What the exercise asks | Set down exactly the first line of the entries and every line after it, through the line with "itself. Contracts cannot".
★ ★ ★ ★ ★
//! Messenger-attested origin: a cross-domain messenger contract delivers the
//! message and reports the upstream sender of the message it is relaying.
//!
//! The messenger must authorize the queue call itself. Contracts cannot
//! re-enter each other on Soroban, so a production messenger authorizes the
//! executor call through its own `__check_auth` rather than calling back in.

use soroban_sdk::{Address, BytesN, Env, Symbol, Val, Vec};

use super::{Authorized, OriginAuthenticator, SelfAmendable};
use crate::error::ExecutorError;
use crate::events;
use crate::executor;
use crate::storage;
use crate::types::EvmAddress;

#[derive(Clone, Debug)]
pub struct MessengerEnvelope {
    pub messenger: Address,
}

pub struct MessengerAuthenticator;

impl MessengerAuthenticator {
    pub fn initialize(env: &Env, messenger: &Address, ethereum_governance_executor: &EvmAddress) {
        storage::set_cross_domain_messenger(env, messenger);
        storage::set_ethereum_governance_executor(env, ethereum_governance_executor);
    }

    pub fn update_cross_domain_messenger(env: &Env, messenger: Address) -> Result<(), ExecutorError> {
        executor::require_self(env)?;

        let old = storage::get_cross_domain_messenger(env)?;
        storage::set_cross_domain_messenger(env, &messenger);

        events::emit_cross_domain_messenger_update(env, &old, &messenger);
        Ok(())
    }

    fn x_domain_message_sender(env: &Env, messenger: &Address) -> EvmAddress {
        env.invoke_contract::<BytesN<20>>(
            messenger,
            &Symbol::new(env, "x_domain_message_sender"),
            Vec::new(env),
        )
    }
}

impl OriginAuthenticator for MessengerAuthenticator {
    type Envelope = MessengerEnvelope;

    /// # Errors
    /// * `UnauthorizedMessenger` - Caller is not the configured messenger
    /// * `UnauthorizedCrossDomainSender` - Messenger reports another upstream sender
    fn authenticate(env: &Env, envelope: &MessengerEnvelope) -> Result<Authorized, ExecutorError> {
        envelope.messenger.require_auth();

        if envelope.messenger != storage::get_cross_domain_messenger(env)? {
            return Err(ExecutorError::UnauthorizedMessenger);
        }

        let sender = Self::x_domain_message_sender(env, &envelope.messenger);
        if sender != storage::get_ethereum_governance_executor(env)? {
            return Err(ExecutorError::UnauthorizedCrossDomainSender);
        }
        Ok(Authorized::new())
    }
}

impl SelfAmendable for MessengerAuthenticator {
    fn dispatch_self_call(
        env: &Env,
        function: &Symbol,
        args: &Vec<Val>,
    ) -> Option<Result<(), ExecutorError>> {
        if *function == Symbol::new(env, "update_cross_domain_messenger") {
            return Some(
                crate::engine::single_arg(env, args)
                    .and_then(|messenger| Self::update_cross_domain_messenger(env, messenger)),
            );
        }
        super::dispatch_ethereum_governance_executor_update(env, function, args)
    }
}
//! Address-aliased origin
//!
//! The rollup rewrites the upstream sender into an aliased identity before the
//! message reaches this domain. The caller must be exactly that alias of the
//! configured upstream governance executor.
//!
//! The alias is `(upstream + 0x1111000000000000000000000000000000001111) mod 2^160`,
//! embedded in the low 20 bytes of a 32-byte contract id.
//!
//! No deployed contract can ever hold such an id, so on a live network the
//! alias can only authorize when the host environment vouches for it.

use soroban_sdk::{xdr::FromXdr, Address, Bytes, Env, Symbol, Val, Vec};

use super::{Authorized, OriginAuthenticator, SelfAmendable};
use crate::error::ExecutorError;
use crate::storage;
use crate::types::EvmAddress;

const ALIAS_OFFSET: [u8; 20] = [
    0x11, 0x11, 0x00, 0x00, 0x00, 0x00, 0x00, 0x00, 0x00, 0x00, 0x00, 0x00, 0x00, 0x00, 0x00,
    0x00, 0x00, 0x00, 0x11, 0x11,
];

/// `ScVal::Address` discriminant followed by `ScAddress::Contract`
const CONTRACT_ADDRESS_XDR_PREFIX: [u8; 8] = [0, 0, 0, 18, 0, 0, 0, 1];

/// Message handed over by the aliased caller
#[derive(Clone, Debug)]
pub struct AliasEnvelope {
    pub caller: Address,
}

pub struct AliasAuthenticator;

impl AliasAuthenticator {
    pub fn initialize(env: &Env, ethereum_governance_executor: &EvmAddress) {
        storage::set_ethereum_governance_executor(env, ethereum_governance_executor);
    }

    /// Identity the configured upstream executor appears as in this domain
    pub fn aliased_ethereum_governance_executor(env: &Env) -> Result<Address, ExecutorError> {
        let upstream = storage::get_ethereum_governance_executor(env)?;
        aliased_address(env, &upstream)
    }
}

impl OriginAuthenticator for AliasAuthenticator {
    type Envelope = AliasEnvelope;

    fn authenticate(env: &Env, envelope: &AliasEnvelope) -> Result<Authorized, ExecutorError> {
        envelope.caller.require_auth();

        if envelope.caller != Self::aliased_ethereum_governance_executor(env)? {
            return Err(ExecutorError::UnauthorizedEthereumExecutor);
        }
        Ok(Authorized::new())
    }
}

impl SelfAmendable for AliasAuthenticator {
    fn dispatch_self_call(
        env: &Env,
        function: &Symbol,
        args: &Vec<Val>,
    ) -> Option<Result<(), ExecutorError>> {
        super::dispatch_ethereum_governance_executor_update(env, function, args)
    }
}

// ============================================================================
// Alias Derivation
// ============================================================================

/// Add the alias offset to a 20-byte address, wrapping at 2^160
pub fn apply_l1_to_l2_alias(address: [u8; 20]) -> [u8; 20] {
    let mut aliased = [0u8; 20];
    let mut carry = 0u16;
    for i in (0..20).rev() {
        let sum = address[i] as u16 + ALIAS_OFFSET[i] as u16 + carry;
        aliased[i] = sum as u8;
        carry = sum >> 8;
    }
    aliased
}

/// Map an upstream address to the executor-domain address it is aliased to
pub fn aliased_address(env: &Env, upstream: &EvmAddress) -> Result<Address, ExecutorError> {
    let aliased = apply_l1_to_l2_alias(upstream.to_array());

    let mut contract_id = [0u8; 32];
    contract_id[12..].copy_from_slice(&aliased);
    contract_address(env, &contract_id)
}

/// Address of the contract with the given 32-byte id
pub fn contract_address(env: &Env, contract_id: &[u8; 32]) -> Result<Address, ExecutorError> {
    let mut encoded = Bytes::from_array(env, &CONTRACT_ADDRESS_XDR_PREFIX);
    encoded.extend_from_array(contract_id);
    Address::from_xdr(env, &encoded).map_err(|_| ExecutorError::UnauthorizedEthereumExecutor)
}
★ ★ ★ ★ ★
Response to the exercise |
//! Messenger-attested origin: a cross-domain messenger contract delivers the
//! message and reports the upstream sender of the message it is relaying.
//!
//! The messenger must authorize the queue call itself. Contracts cannot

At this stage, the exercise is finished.